[EM] About non-monotonicity and non-responding to previous posts...
Kristofer Munsterhjelm
km-elmet at broadpark.no
Tue Nov 10 04:54:02 PST 2009
Dave Ketchum wrote:
> Trying some fresh thinking for Condorcet, and what anyone should be able
> to see in the X*X array. I am ignoring labels such as Schulze and
> Ranked Pairs - this is human-doable and minimal effort - especially with
> normally having a CW and most cycles having the minimal three members.
>
> 1. Look at any pair of candidates. Loser is not the CW (there can be
> a tie in any comparison here - NOT likely in a normal election, but we
> have to be prepared with responses for such).
> 2. If there are other possible CWs, repeat step 1 with latest winner
> and one of them.
> 3. If there are other candidates latest winner has not been compared
> with, compare it with each of them.
> 4. If winner wins each of these, it is CW.

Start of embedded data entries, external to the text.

//! State file locking.
//!
//! A lock is a small JSON document next to the state file naming its holder.
//! Locks expire so a crashed run does not block the next one forever.

use chrono::{DateTime, Duration, Utc};
use serde::{Deserialize, Serialize};
use uuid::Uuid;

/// Lock expiry duration in seconds.
pub const LOCK_EXPIRY_SECS: i64 = 300;

/// Information about a held state lock.
#[derive(Debug, Clone, Serialize, Deserialize, PartialEq, Eq)]
pub struct LockInfo {
    /// Unique lock identifier.
    pub lock_id: String,
    /// Who holds the lock.
    pub holder: String,
    /// Command that took the lock.
    #[serde(default)]
    pub operation: String,
    /// When the lock was acquired.
    pub acquired_at: DateTime<Utc>,
    /// When the lock expires.
    pub expires_at: DateTime<Utc>,
}

impl LockInfo {
    /// Creates lock information for a holder.
    #[must_use]
    pub fn new(holder: &str, operation: &str) -> Self {
        let now = Utc::now();
        Self {
            lock_id: Uuid::new_v4().to_string(),
            holder: holder.to_string(),
            operation: operation.to_string(),
            acquired_at: now,
            expires_at: now + Duration::seconds(LOCK_EXPIRY_SECS),
        }
    }

    /// Checks if the lock has expired.
    #[must_use]
    pub fn is_expired(&self) -> bool {
        Utc::now() > self.expires_at
    }

    /// Remaining seconds until expiry, zero once expired.
    #[must_use]
    pub fn remaining_secs(&self) -> i64 {
        (self.expires_at - Utc::now()).num_seconds().max(0)
    }
}

/// Generates a holder identifier for the current process: `host-pid-xxxxxxxx`.
#[must_use]
pub fn generate_holder_id() -> String {
    let host = hostname::get().map_or_else(|_| String::from("unknown"), |h| h.to_string_lossy().into_owned());
    let suffix = Uuid::new_v4().simple().to_string();

    format!("{host}-{}-{}", std::process::id(), &suffix[..8])
}
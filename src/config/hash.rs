//! Configuration hashing for change detection.
//!
//! This module provides deterministic hashing of resource configurations
//! to detect changes between runs and enable idempotent operations.

use sha2::{Digest, Sha256};

use super::spec::{ResourceConfig, SyncConfig};

/// Hasher for computing configuration hashes.
#[derive(Debug, Default)]
pub struct ConfigHasher;

impl ConfigHasher {
    /// Creates a new configuration hasher.
    #[must_use]
    pub const fn new() -> Self {
        Self
    }

    /// Computes a hash of all resources in the configuration.
    ///
    /// Resource order does not matter.
    #[must_use]
    pub fn hash_config(&self, config: &SyncConfig) -> String {
        let mut hashes: Vec<(&str, String)> = config
            .resources
            .iter()
            .map(|r| (r.name.as_str(), self.hash_resource(r)))
            .collect();
        hashes.sort_unstable();

        let mut hasher = Sha256::new();
        for (name, hash) in hashes {
            hasher.update(name.as_bytes());
            hasher.update(hash.as_bytes());
        }
        hex::encode(hasher.finalize())
    }

    /// Computes a hash for a single resource configuration.
    ///
    /// Covers the type, path parameters and attributes. JSON object keys
    /// serialize sorted, so key order in the file does not matter.
    #[must_use]
    pub fn hash_resource(&self, resource: &ResourceConfig) -> String {
        let mut hasher = Sha256::new();

        hasher.update(resource.resource_type.as_bytes());
        for (key, value) in resource.explicit_params() {
            hasher.update(key.as_bytes());
            hasher.update(b"=");
            hasher.update(value.as_bytes());
        }
        for option in &resource.import_options {
            hasher.update(option.as_bytes());
        }

        let attributes = serde_json::Value::Object(resource.attributes.clone());
        hasher.update(attributes.to_string().as_bytes());

        hex::encode(hasher.finalize())
    }

    /// Returns a short form of a hash for display.
    #[must_use]
    pub fn short_hash(hash: &str) -> &str {
        hash.get(..12).unwrap_or(hash)
    }
}

#[cfg(test)]
mod tests {
    use super::*;

    fn resource(yaml: &str) -> ResourceConfig {
        serde_yaml::from_str(yaml).unwrap()
    }

    #[test]
    fn test_hash_is_deterministic_and_order_independent() {
        let a = resource("name: a\ntype: t\nattributes:\n  x: 1\n  y: [1, 2]\n");
        let b = resource("name: a\ntype: t\nattributes:\n  y: [1, 2]\n  x: 1\n");
        let hasher = ConfigHasher::new();
        assert_eq!(hasher.hash_resource(&a), hasher.hash_resource(&b));
        assert_eq!(hasher.hash_resource(&a).len(), 64);
    }

    #[test]
    fn test_hash_changes_with_attributes_and_params() {
        let hasher = ConfigHasher::new();
        let base = resource("name: a\ntype: t\nattributes:\n  x: 1\n");
        let changed = resource("name: a\ntype: t\nattributes:\n  x: 2\n");
        let moved = resource("name: a\ntype: t\nvdom: dmz\nattributes:\n  x: 1\n");

        let h = hasher.hash_resource(&base);
        assert_ne!(h, hasher.hash_resource(&changed));
        assert_ne!(h, hasher.hash_resource(&moved));
    }

    #[test]
    fn test_short_hash() {
        assert_eq!(ConfigHasher::short_hash("0123456789abcdef"), "0123456789ab");
        assert_eq!(ConfigHasher::short_hash("abc"), "abc");
    }
}
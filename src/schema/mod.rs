//! Schema module for fortisync.
//!
//! This module holds the declarative description of configuration objects:
//! - Field and resource descriptors
//! - The local value model
//! - Normalization of untyped JSON against a descriptor
//! - The built-in descriptor table and the registry

mod builtin;
mod case;
mod field;
mod normalize;
mod registry;
mod resource;
mod value;

pub use case::{to_camel_case, to_local, to_wire};
pub use field::{find_field, FieldDescriptor, FieldKind, ListOrder};
pub use normalize::{check_required, join_path, json_kind, normalize_object, normalize_value, scalar_to_string};
pub use registry::SchemaRegistry;
pub use resource::{Identity, ResourceDescriptor, Scope};
pub use value::{attributes_to_json, Attributes, Value};
//! FortiManager JSON-RPC client implementation.

use async_trait::async_trait;
use reqwest::{header, Client};
use std::fmt;
use std::sync::atomic::{AtomicU64, Ordering};
use std::sync::Arc;
use std::time::Duration;
use tracing::{debug, info, trace};

use crate::error::{ApiError, FortiSyncError, Result};

use super::api::{ConfigApi, JsonMap, RequestOptions};
use super::jsonrpc::{RpcParams, RpcRequest, RpcResponse, RpcResult, OBJECT_NOT_FOUND};

/// Default request timeout in seconds.
pub const DEFAULT_TIMEOUT_SECS: u64 = 60;

/// Delay between retries in milliseconds.
const RETRY_DELAY_MS: u64 = 1000;

/// Credentials used to open a client.
#[derive(Clone)]
pub enum Credentials {
    /// API token sent as a bearer header.
    Token(String),
    /// Administrator login exchanged for a session.
    Password {
        /// Administrator name.
        username: String,
        /// Administrator password.
        password: String,
    },
}

impl fmt::Debug for Credentials {
    fn fmt(&self, f: &mut fmt::Formatter<'_>) -> fmt::Result {
        match self {
            Self::Token(_) => f.write_str("Token(***)"),
            Self::Password { username, .. } => write!(f, "Password({username}, ***)"),
        }
    }
}

#[derive(Clone, Default)]
enum Auth {
    #[default]
    Anonymous,
    Token(String),
    Session(String),
}

impl fmt::Debug for Auth {
    fn fmt(&self, f: &mut fmt::Formatter<'_>) -> fmt::Result {
        match self {
            Self::Anonymous => f.write_str("Anonymous"),
            Self::Token(_) => f.write_str("Token(***)"),
            Self::Session(_) => f.write_str("Session(***)"),
        }
    }
}

/// FortiManager JSON-RPC client.
#[derive(Debug, Clone)]
pub struct FortiManagerClient {
    /// HTTP client.
    client: Client,
    /// JSON-RPC endpoint (`{base}/jsonrpc`).
    endpoint: String,
    /// How requests are authenticated.
    auth: Auth,
    /// Request id counter shared by clones.
    next_id: Arc<AtomicU64>,
}

impl FortiManagerClient {
    /// Creates an unauthenticated client.
    ///
    /// `insecure` disables TLS certificate verification.
    ///
    /// # Errors
    ///
    /// Returns an error if the HTTP client cannot be created.
    pub fn new(base_url: &str, timeout: Duration, insecure: bool) -> Result<Self> {
        let client = Client::builder()
            .timeout(timeout)
            .danger_accept_invalid_certs(insecure)
            .build()
            .map_err(|e| ApiError::network(format!("Failed to create HTTP client: {e}")))?;

        Ok(Self {
            client,
            endpoint: format!("{}/jsonrpc", base_url.trim_end_matches('/')),
            auth: Auth::Anonymous,
            next_id: Arc::new(AtomicU64::new(1)),
        })
    }

    /// Returns a client that authenticates with an API token.
    #[must_use]
    pub fn with_token(mut self, token: impl Into<String>) -> Self {
        self.auth = Auth::Token(token.into());
        self
    }

    /// Logs in and returns a client bound to the new session.
    ///
    /// # Errors
    ///
    /// Returns an error if the login is rejected.
    pub async fn login(self, username: &str, password: &str) -> Result<Self> {
        let data = serde_json::json!({ "user": username, "passwd": password });
        let response = self
            .send(
                "exec",
                "/sys/login/user",
                Some(&data),
                &RequestOptions::default(),
            )
            .await?;

        let result = first_result(response.result, "/sys/login/user")?;
        if !result.status.is_ok() {
            return Err(ApiError::AuthenticationFailed {
                message: result.status.message,
            }
            .into());
        }

        let session = response.session.ok_or_else(|| ApiError::AuthenticationFailed {
            message: String::from("login response carried no session"),
        })?;

        info!("Logged in to FortiManager as {username}");
        Ok(Self {
            auth: Auth::Session(session),
            ..self
        })
    }

    /// Creates a client and authenticates it with the given credentials.
    ///
    /// # Errors
    ///
    /// Returns an error if the client cannot be created or login fails.
    pub async fn connect(
        base_url: &str,
        timeout: Duration,
        insecure: bool,
        credentials: &Credentials,
    ) -> Result<Self> {
        let client = Self::new(base_url, timeout, insecure)?;
        match credentials {
            Credentials::Token(token) => Ok(client.with_token(token.clone())),
            Credentials::Password { username, password } => client.login(username, password).await,
        }
    }

    /// Ends a login session. Token clients have nothing to end.
    ///
    /// # Errors
    ///
    /// Returns an error if the logout call fails.
    pub async fn logout(&self) -> Result<()> {
        if !matches!(self.auth, Auth::Session(_)) {
            return Ok(());
        }
        let result = self
            .call("exec", "/sys/logout", None, &RequestOptions::default())
            .await?;
        check_status(&result, "/sys/logout")?;
        debug!("Logged out of FortiManager");
        Ok(())
    }

    /// Executes a call, retrying retryable failures.
    async fn call(
        &self,
        method: &str,
        url: &str,
        data: Option<&serde_json::Value>,
        options: &RequestOptions,
    ) -> Result<RpcResult> {
        let attempts = options.max_attempts.max(1);
        let mut last_error = None;

        for attempt in 0..attempts {
            if attempt > 0 {
                debug!("Retry attempt {attempt} of {attempts} for {method} {url}");
                tokio::time::sleep(Duration::from_millis(RETRY_DELAY_MS * u64::from(attempt)))
                    .await;
            }

            match self.send(method, url, data, options).await {
                Ok(response) => return first_result(response.result, url),
                Err(e) => {
                    if e.is_retryable() {
                        last_error = Some(e);
                        continue;
                    }
                    return Err(e);
                }
            }
        }

        Err(last_error.unwrap_or_else(|| ApiError::network("Max retries exceeded").into()))
    }

    /// Sends a single JSON-RPC request.
    async fn send(
        &self,
        method: &str,
        url: &str,
        data: Option<&serde_json::Value>,
        options: &RequestOptions,
    ) -> Result<RpcResponse> {
        let id = self.next_id.fetch_add(1, Ordering::Relaxed);
        let request = RpcRequest {
            id,
            method,
            params: vec![RpcParams { url, data }],
            session: match &self.auth {
                Auth::Session(session) => Some(session.as_str()),
                Auth::Anonymous | Auth::Token(_) => None,
            },
            verbose: 1,
        };

        trace!("JSON-RPC {id}: {method} {url}");

        let mut builder = self
            .client
            .post(&self.endpoint)
            .header(header::CONTENT_TYPE, "application/json")
            .json(&request);
        if let Auth::Token(token) = &self.auth {
            builder = builder.bearer_auth(token);
        }
        if let Some(timeout) = options.timeout {
            builder = builder.timeout(timeout);
        }

        let response = builder
            .send()
            .await
            .map_err(|e| ApiError::network(format!("Request failed: {e}")))?;

        let status = response.status();

        if status.as_u16() == 401 || status.as_u16() == 403 {
            return Err(ApiError::AuthenticationFailed {
                message: String::from("Invalid credentials or session"),
            }
            .into());
        }

        if !status.is_success() {
            let body = response.text().await.unwrap_or_default();
            return Err(ApiError::request_failed(status.as_u16(), body).into());
        }

        let rpc: RpcResponse = response
            .json()
            .await
            .map_err(|e| ApiError::invalid_response(format!("Failed to parse response: {e}")))?;

        if rpc.id.is_some_and(|echoed| echoed != id) {
            debug!("JSON-RPC response id {:?} does not match request {id}", rpc.id);
        }

        Ok(rpc)
    }
}

fn first_result(results: Vec<RpcResult>, url: &str) -> Result<RpcResult> {
    results.into_iter().next().ok_or_else(|| {
        ApiError::invalid_response(format!("No result block in response for {url}")).into()
    })
}

fn check_status(result: &RpcResult, url: &str) -> Result<()> {
    if result.status.is_ok() {
        Ok(())
    } else {
        Err(FortiSyncError::Api(ApiError::Status {
            url: result.url.clone().unwrap_or_else(|| url.to_string()),
            code: result.status.code,
            message: result.status.message.clone(),
        }))
    }
}

/// Extracts the object carried in a result's `data`.
///
/// Null, an empty object and an array without objects carry nothing.
fn into_object(data: serde_json::Value) -> Option<JsonMap> {
    let map = match data {
        serde_json::Value::Object(map) => map,
        serde_json::Value::Array(items) => items.into_iter().find_map(|item| match item {
            serde_json::Value::Object(map) => Some(map),
            _ => None,
        })?,
        _ => return None,
    };
    (!map.is_empty()).then_some(map)
}

#[async_trait]
impl ConfigApi for FortiManagerClient {
    async fn add(&self, url: &str, data: &JsonMap, options: &RequestOptions) -> Result<JsonMap> {
        let body = serde_json::Value::Object(data.clone());
        let result = self.call("add", url, Some(&body), options).await?;
        check_status(&result, url)?;
        debug!("Added object at {url}");
        Ok(into_object(result.data).unwrap_or_default())
    }

    async fn get(&self, url: &str, options: &RequestOptions) -> Result<Option<JsonMap>> {
        let result = self.call("get", url, None, options).await?;
        if result.status.code == OBJECT_NOT_FOUND {
            debug!("Object not found at {url}");
            return Ok(None);
        }
        check_status(&result, url)?;
        let object = into_object(result.data);
        if object.is_none() {
            debug!("Empty result at {url}, treating object as absent");
        }
        Ok(object)
    }

    async fn update(&self, url: &str, data: &JsonMap, options: &RequestOptions) -> Result<JsonMap> {
        let body = serde_json::Value::Object(data.clone());
        let result = self.call("update", url, Some(&body), options).await?;
        check_status(&result, url)?;
        debug!("Updated object at {url}");
        Ok(into_object(result.data).unwrap_or_default())
    }

    async fn delete(&self, url: &str, options: &RequestOptions) -> Result<()> {
        let result = self.call("delete", url, None, options).await?;
        if result.status.code == OBJECT_NOT_FOUND {
            debug!("Object at {url} was already gone");
            return Ok(());
        }
        check_status(&result, url)?;
        debug!("Deleted object at {url}");
        Ok(())
    }
}

#[cfg(test)]
mod tests {
    use super::*;
    use serde_json::json;

    #[test]
    fn test_endpoint_trims_trailing_slash() {
        let client =
            FortiManagerClient::new("https://fmg.example.com/", Duration::from_secs(5), false)
                .unwrap();
        assert_eq!(client.endpoint, "https://fmg.example.com/jsonrpc");
    }

    #[test]
    fn test_credentials_debug_redacts_secrets() {
        let creds = Credentials::Password {
            username: "admin".into(),
            password: "hunter2".into(),
        };
        let shown = format!("{creds:?}");
        assert!(shown.contains("admin"));
        assert!(!shown.contains("hunter2"));
        assert!(!format!("{:?}", Credentials::Token("abc".into())).contains("abc"));
    }

    #[test]
    fn test_into_object_takes_first_array_entry() {
        let map = into_object(json!([{"name": "a"}, {"name": "b"}])).unwrap();
        assert_eq!(map["name"], json!("a"));
    }

    #[test]
    fn test_into_object_without_payload_is_none() {
        assert!(into_object(json!(null)).is_none());
        assert!(into_object(json!([])).is_none());
        assert!(into_object(json!({})).is_none());
        assert!(into_object(json!("ok")).is_none());
        assert!(into_object(json!([1, "a"])).is_none());
    }
}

> 5. Winner and each who beat it in step 4 are cycle members. Also, any
> candidate beating any of these is also a cycle member.
>
> IF there is a CW, it should win - anything else is a complication, even
> if some math makes claims for the something else.
> Otherwise a simple cycle resolution should apply. Simply canceling
> the smallest margin has been thought of - that value means minimum
> difference in vote counts between actual and what is assumed.
> Note that each cycle member would be CW if remaining cycle members
> were ignored.
>
> As to voting:
> Equal ranks permitted.
> Write-ins permitted, and such a candidate wins with the same vote
> counts as if nominated.
>
> As to clones, strategy, primaries, and runoffs - all seem best ignored,
> though only a nuisance if some are determined to involve such.
Okay, so let's see which *simple* cycle breaker provides as much as
possible. To do that, we'll need to find out what simplicity means, and
how to define "as much as possible".
That could be interesting in itself.
Ranked Pairs (or River) seems nice, but even it may be too complex.
Sports usually employ Copeland (but modified); perhaps that could be
used - but Copeland is indecisive. One can add Smith compliance by
checking for a CW among the first n ranked in the output, then n-1, then
n-2 and so on, but that might also be too complex.
Of course, if simplicity is paramount (i.e. we want very simple) we
could just go with "break it by whoever beats the Plurality winner by
the greatest amount" or plain old minmax (candidate with least worst
defeat wins) or LR (greatest sum of victories wins).